## [Problem description]
In the listing that follows, count every line holding the word "module" and give only the count.

## [Task data]
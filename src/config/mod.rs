//! Configuration module for backup-fetch
//!
//! This module provides configuration management including:
//! - Default path resolution for the settings file and log
//! - Settings file parsing and validation

pub mod paths;
pub mod settings;

pub use paths::AppPaths;
pub use settings::{
    BackupConfig, KeyPassphrase, NotificationConfig, Protocol, RetentionPolicy, TransportConfig,
    TriggerConfig,
};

## [Answer]
2